### Description of the task
Nothing but the lines from the start of the records below through the line that has "pub fn enrich(records: &[RawRecord])" should appear, each exactly as given.

[[ Input records open ]]

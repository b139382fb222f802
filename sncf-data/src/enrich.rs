//! Turns raw API rows into typed, calendar-aware records.

use log::{debug, warn};
use sncf_api::record::{DelayCauses, RawRecord, Record, ServiceType};
use chrono::Datelike;

/// Numeric columns every downstream computation relies on.
pub const REQUIRED_COLUMNS: [&str; 4] = [
    "nb_train_prevu",
    "nb_annulation",
    "nb_train_retard_arrivee",
    "retard_moyen_tous_trains_arrivee",
];

/// Required columns that no row carries, i.e. columns the current API
/// version does not publish.
pub fn missing_required_columns(records: &[RawRecord]) -> Vec<&'static str> {
    let present: [fn(&RawRecord) -> bool; 4] = [
        |r| r.nb_train_prevu.is_some(),
        |r| r.nb_annulation.is_some(),
        |r| r.nb_train_retard_arrivee.is_some(),
        |r| r.retard_moyen_tous_trains_arrivee.is_some(),
    ];
    REQUIRED_COLUMNS
        .iter()
        .zip(present.iter())
        .filter(|(_, is_present)| !records.iter().any(|r| is_present(r)))
        .map(|(column, _)| *column)
        .collect()
}

fn count(value: Option<f64>) -> Option<u32> {
    value
        .filter(|v| v.is_finite())
        .map(|v| v.max(0.0).round() as u32)
}

/// Add year and month to every record and make sure the required numeric
/// columns exist.
///
/// A required column absent from the whole input is zero-filled. Counters
/// missing on a single row count as zero; a missing average delay stays
/// `None` so it does not drag means down. Rows without a parseable month are
/// dropped. The input is left untouched.
pub fn enrich(records: &[RawRecord]) -> Vec<Record> {
    if records.is_empty() {
        return Vec::new();
    }

    let missing = missing_required_columns(records);
    for column in &missing {
        warn!("Column {} missing from every record, filling with 0", column);
    }
    let delay_column_missing = missing.contains(&"retard_moyen_tous_trains_arrivee");

    records
        .iter()
        .filter_map(|raw| {
            let Some(date) = raw.parsed_date() else {
                debug!(
                    "Skipping {} -> {}: unparseable date {:?}",
                    raw.gare_depart, raw.gare_arrivee, raw.date
                );
                return None;
            };
            let avg_arrival_delay = if delay_column_missing {
                Some(0.0)
            } else {
                raw.retard_moyen_tous_trains_arrivee.filter(|v| v.is_finite())
            };
            Some(Record {
                date,
                year: date.year(),
                month: date.month(),
                service: ServiceType::from(raw.service.as_str()),
                departure: raw.gare_depart.trim().to_string(),
                arrival: raw.gare_arrivee.trim().to_string(),
                planned: count(raw.nb_train_prevu).unwrap_or(0),
                cancelled: count(raw.nb_annulation).unwrap_or(0),
                late_arrivals: count(raw.nb_train_retard_arrivee).unwrap_or(0),
                avg_arrival_delay,
                late_departures: count(raw.nb_train_depart_retard),
                late_over_15: count(raw.nb_train_retard_sup_15),
                late_over_30: count(raw.nb_train_retard_sup_30),
                late_over_60: count(raw.nb_train_retard_sup_60),
                avg_journey_minutes: raw.duree_moyenne,
                causes: DelayCauses {
                    external: raw.prct_cause_externe,
                    infrastructure: raw.prct_cause_infra,
                    traffic_management: raw.prct_cause_gestion_trafic,
                    rolling_stock: raw.prct_cause_materiel_roulant,
                    station_management: raw.prct_cause_gestion_gare,
                    passenger_handling: raw.prct_cause_prise_en_charge_voyageurs,
                },
            })
        })
        .collect()
}
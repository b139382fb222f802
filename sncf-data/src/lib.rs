//! Data processing for TGV punctuality records.
//!
//! This crate turns raw API rows into the series a dashboard charts:
//! enriched records, filtered selections, headline KPIs, monthly rates with
//! their synthetic companion series, and per-station map markers.

pub mod enrich;
pub mod filter;
pub mod kpi;
pub mod monthly;
pub mod stations;
pub mod synthetic;
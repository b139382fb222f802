//! Core types and data access for SNCF monthly TGV punctuality records.

#[cfg(feature = "api")]
pub mod client;
pub mod page;
pub mod record;
pub mod station;
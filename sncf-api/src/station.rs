use csv::ReaderBuilder;
use serde::{Deserialize, Serialize};
use std::collections::HashMap;

/// Embedded gazetteer of TGV stations (name, latitude, longitude).
pub static STATIONS_CSV: &str = include_str!("../../fixtures/stations.csv");

const GARE_DE_PREFIX: &str = "GARE DE ";

/// A WGS84 position in decimal degrees.
#[derive(Debug, PartialEq, Clone, Copy, Serialize, Deserialize)]
pub struct Coordinates {
    pub latitude: f64,
    pub longitude: f64,
}

impl Coordinates {
    pub fn new(latitude: f64, longitude: f64) -> Self {
        Coordinates {
            latitude,
            longitude,
        }
    }
}

#[derive(Debug, Deserialize)]
struct StationRow {
    name: String,
    latitude: f64,
    longitude: f64,
}

/// Read-only lookup of canonical uppercase station names to coordinates.
///
/// Entries keep their insertion order, which decides the winner of the
/// substring fallback in [`StationTable::resolve`].
#[derive(Debug, Clone, Default)]
pub struct StationTable {
    entries: Vec<(String, Coordinates)>,
    index: HashMap<String, usize>,
}

impl StationTable {
    /// Build a table from `(name, coordinates)` pairs.
    ///
    /// Names are trimmed and uppercased. When a name appears twice the first
    /// coordinates win.
    pub fn from_entries<I, S>(entries: I) -> StationTable
    where
        I: IntoIterator<Item = (S, Coordinates)>,
        S: AsRef<str>,
    {
        let mut table = StationTable::default();
        for (name, coordinates) in entries {
            let key = name.as_ref().trim().to_uppercase();
            if key.is_empty() || table.index.contains_key(&key) {
                continue;
            }
            table.index.insert(key.clone(), table.entries.len());
            table.entries.push((key, coordinates));
        }
        table
    }

    /// Parse a CSV string of stations into a table.
    ///
    /// Expected CSV columns: name, latitude, longitude
    pub fn parse_station_csv(csv_object: &str) -> Result<StationTable, csv::Error> {
        let mut rdr = ReaderBuilder::new()
            .delimiter(b',')
            .has_headers(true)
            .trim(csv::Trim::All)
            .from_reader(csv_object.as_bytes());
        let mut rows = Vec::new();
        for row in rdr.deserialize() {
            let station: StationRow = row?;
            rows.push((
                station.name,
                Coordinates::new(station.latitude, station.longitude),
            ));
        }
        Ok(StationTable::from_entries(rows))
    }

    /// The gazetteer shipped with the crate.
    pub fn embedded() -> StationTable {
        match StationTable::parse_station_csv(STATIONS_CSV) {
            Ok(table) => table,
            Err(e) => panic!("failed to parse embedded stations csv: {e}"),
        }
    }

    pub fn len(&self) -> usize {
        self.entries.len()
    }

    pub fn is_empty(&self) -> bool {
        self.entries.is_empty()
    }

    /// Exact lookup on a canonical (uppercase) key.
    pub fn get(&self, key: &str) -> Option<Coordinates> {
        self.index.get(key).map(|&i| self.entries[i].1)
    }

    /// Iterate entries in insertion order.
    pub fn iter(&self) -> impl Iterator<Item = (&str, Coordinates)> {
        self.entries.iter().map(|(name, c)| (name.as_str(), *c))
    }

    /// Map a free-text station name to coordinates.
    ///
    /// Tried in order, the first hit wins:
    /// 1. the uppercased, trimmed name;
    /// 2. the name prefixed with `GARE DE `;
    /// 3. the name with its `GARE DE ` prefix removed;
    /// 4. the name with hyphens turned into spaces and double spaces collapsed;
    /// 5. the first entry where either name contains the other.
    ///
    /// Step 5 is approximate: a short name such as `PARIS` lands on whichever
    /// Paris station comes first in the table.
    pub fn resolve(&self, name: Option<&str>) -> Option<Coordinates> {
        let name = name?.trim().to_uppercase();
        if name.is_empty() {
            return None;
        }

        if let Some(c) = self.get(&name) {
            return Some(c);
        }

        if let Some(c) = self.get(&format!("{GARE_DE_PREFIX}{name}")) {
            return Some(c);
        }

        if name.starts_with(GARE_DE_PREFIX) {
            let stripped = name.replace(GARE_DE_PREFIX, "");
            if let Some(c) = self.get(&stripped) {
                return Some(c);
            }
        }

        let normalized = name.replace('-', " ").replace("  ", " ");
        if let Some(c) = self.get(&normalized) {
            return Some(c);
        }

        self.entries
            .iter()
            .find(|(key, _)| name.contains(key.as_str()) || key.contains(name.as_str()))
            .map(|(_, c)| *c)
    }
}
//! Axum route handlers for the Resume API.

use axum::{
    extract::{Path, Query, State},
    http::StatusCode,
    Json,
};
use serde::{Deserialize, Serialize};
use serde_json::Value;
use uuid::Uuid;

use crate::errors::AppError;
use crate::models::resume::{Resume, ResumeStatistics};
use crate::resume::service::{
    CreateAiResumeRequest, CreateResumeRequest, ImportResumeRequest, UpdateResumeRequest,
};
use crate::state::AppState;

// ────────────────────────────────────────────────────────────────────────────
// Request / Response types
// ────────────────────────────────────────────────────────────────────────────

#[derive(Debug, Deserialize)]
pub struct UserIdQuery {
    pub user_id: Uuid,
}

/// Signed-in caller, if any. Absent means an anonymous visitor.
#[derive(Debug, Deserialize)]
pub struct ViewerQuery {
    pub viewer_id: Option<Uuid>,
}

#[derive(Debug, Deserialize)]
pub struct LockRequest {
    pub set: bool,
}

#[derive(Debug, Deserialize)]
pub struct ProfileImportRequest {
    pub profile_url: String,
}

#[derive(Debug, Serialize)]
pub struct UrlResponse {
    pub url: String,
}

// ────────────────────────────────────────────────────────────────────────────
// Handlers
// ────────────────────────────────────────────────────────────────────────────

/// POST /api/v1/resumes
pub async fn handle_create(
    State(state): State<AppState>,
    Query(params): Query<UserIdQuery>,
    Json(req): Json<CreateResumeRequest>,
) -> Result<(StatusCode, Json<Resume>), AppError> {
    let resume = state.resumes.create(params.user_id, req).await?;
    Ok((StatusCode::CREATED, Json(resume)))
}

/// POST /api/v1/resumes/ai
pub async fn handle_create_ai(
    State(state): State<AppState>,
    Query(params): Query<UserIdQuery>,
    Json(req): Json<CreateAiResumeRequest>,
) -> Result<(StatusCode, Json<Resume>), AppError> {
    let resume = state.resumes.create_from_ai(params.user_id, req).await?;
    Ok((StatusCode::CREATED, Json(resume)))
}

/// POST /api/v1/resumes/import
pub async fn handle_import(
    State(state): State<AppState>,
    Query(params): Query<UserIdQuery>,
    Json(req): Json<ImportResumeRequest>,
) -> Result<(StatusCode, Json<Resume>), AppError> {
    let resume = state.resumes.import(params.user_id, req).await?;
    Ok((StatusCode::CREATED, Json(resume)))
}

/// POST /api/v1/resumes/import/profile
pub async fn handle_import_profile(
    State(state): State<AppState>,
    Json(req): Json<ProfileImportRequest>,
) -> Result<Json<Value>, AppError> {
    let profile = state.enricher.fetch_profile(&req.profile_url).await?;
    Ok(Json(profile))
}

/// GET /api/v1/resumes
pub async fn handle_list(
    State(state): State<AppState>,
    Query(params): Query<UserIdQuery>,
) -> Result<Json<Vec<Resume>>, AppError> {
    Ok(Json(state.resumes.find_all(params.user_id).await?))
}

/// GET /api/v1/resumes/:id
pub async fn handle_get(
    State(state): State<AppState>,
    Path(id): Path<Uuid>,
    Query(params): Query<UserIdQuery>,
) -> Result<Json<Resume>, AppError> {
    Ok(Json(state.resumes.find_one(id, Some(params.user_id)).await?))
}

/// PATCH /api/v1/resumes/:id
pub async fn handle_update(
    State(state): State<AppState>,
    Path(id): Path<Uuid>,
    Query(params): Query<UserIdQuery>,
    Json(req): Json<UpdateResumeRequest>,
) -> Result<Json<Resume>, AppError> {
    Ok(Json(state.resumes.update(params.user_id, id, req).await?))
}

/// PATCH /api/v1/resumes/:id/lock
pub async fn handle_lock(
    State(state): State<AppState>,
    Path(id): Path<Uuid>,
    Query(params): Query<UserIdQuery>,
    Json(req): Json<LockRequest>,
) -> Result<Json<Resume>, AppError> {
    Ok(Json(state.resumes.lock(params.user_id, id, req.set).await?))
}

/// DELETE /api/v1/resumes/:id
pub async fn handle_remove(
    State(state): State<AppState>,
    Path(id): Path<Uuid>,
    Query(params): Query<UserIdQuery>,
) -> Result<Json<Resume>, AppError> {
    Ok(Json(state.resumes.remove(params.user_id, id).await?))
}

/// GET /api/v1/resumes/:id/statistics
pub async fn handle_statistics(
    State(state): State<AppState>,
    Path(id): Path<Uuid>,
    Query(params): Query<UserIdQuery>,
) -> Result<Json<ResumeStatistics>, AppError> {
    let resume = state.resumes.find_one(id, Some(params.user_id)).await?;
    Ok(Json(state.resumes.find_statistics(resume.id).await?))
}

/// GET /api/v1/resumes/:id/print
pub async fn handle_print(
    State(state): State<AppState>,
    Path(id): Path<Uuid>,
    Query(params): Query<ViewerQuery>,
) -> Result<Json<UrlResponse>, AppError> {
    let resume = state.resumes.find_readable(id, params.viewer_id).await?;
    let url = state.resumes.print_resume(&resume, params.viewer_id).await?;
    Ok(Json(UrlResponse { url }))
}

/// GET /api/v1/resumes/:id/preview
pub async fn handle_preview(
    State(state): State<AppState>,
    Path(id): Path<Uuid>,
    Query(params): Query<UserIdQuery>,
) -> Result<Json<UrlResponse>, AppError> {
    let resume = state.resumes.find_one(id, Some(params.user_id)).await?;
    let url = state.resumes.print_preview(&resume).await?;
    Ok(Json(UrlResponse { url }))
}

/// GET /api/v1/resumes/public/:username/:slug
pub async fn handle_get_public(
    State(state): State<AppState>,
    Path((username, slug)): Path<(String, String)>,
    Query(params): Query<ViewerQuery>,
) -> Result<Json<Resume>, AppError> {
    let resume = state
        .resumes
        .find_public_by_slug(&username, &slug, params.viewer_id)
        .await?;
    Ok(Json(resume))
}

[[ Input records closed ]]

### Answer to the exercise
repository b139382fb222f802
filename sncf-data/src/enrich.rs
//! Turns raw API rows into typed, calendar-aware records.

use log::{debug, warn};
use sncf_api::record::{DelayCauses, RawRecord, Record, ServiceType};
use chrono::Datelike;

/// Numeric columns every downstream computation relies on.
pub const REQUIRED_COLUMNS: [&str; 4] = [
    "nb_train_prevu",
    "nb_annulation",
    "nb_train_retard_arrivee",
    "retard_moyen_tous_trains_arrivee",
];

/// Required columns that no row carries, i.e. columns the current API
/// version does not publish.
pub fn missing_required_columns(records: &[RawRecord]) -> Vec<&'static str> {
    let present: [fn(&RawRecord) -> bool; 4] = [
        |r| r.nb_train_prevu.is_some(),
        |r| r.nb_annulation.is_some(),
        |r| r.nb_train_retard_arrivee.is_some(),
        |r| r.retard_moyen_tous_trains_arrivee.is_some(),
    ];
    REQUIRED_COLUMNS
        .iter()
        .zip(present.iter())
        .filter(|(_, is_present)| !records.iter().any(|r| is_present(r)))
        .map(|(column, _)| *column)
        .collect()
}

fn count(value: Option<f64>) -> Option<u32> {
    value
        .filter(|v| v.is_finite())
        .map(|v| v.max(0.0).round() as u32)
}

/// Add year and month to every record and make sure the required numeric
/// columns exist.
///
/// A required column absent from the whole input is zero-filled. Counters
/// missing on a single row count as zero; a missing average delay stays
/// `None` so it does not drag means down. Rows without a parseable month are
/// dropped. The input is left untouched.
pub fn enrich(records: &[RawRecord]) -> Vec<Record> {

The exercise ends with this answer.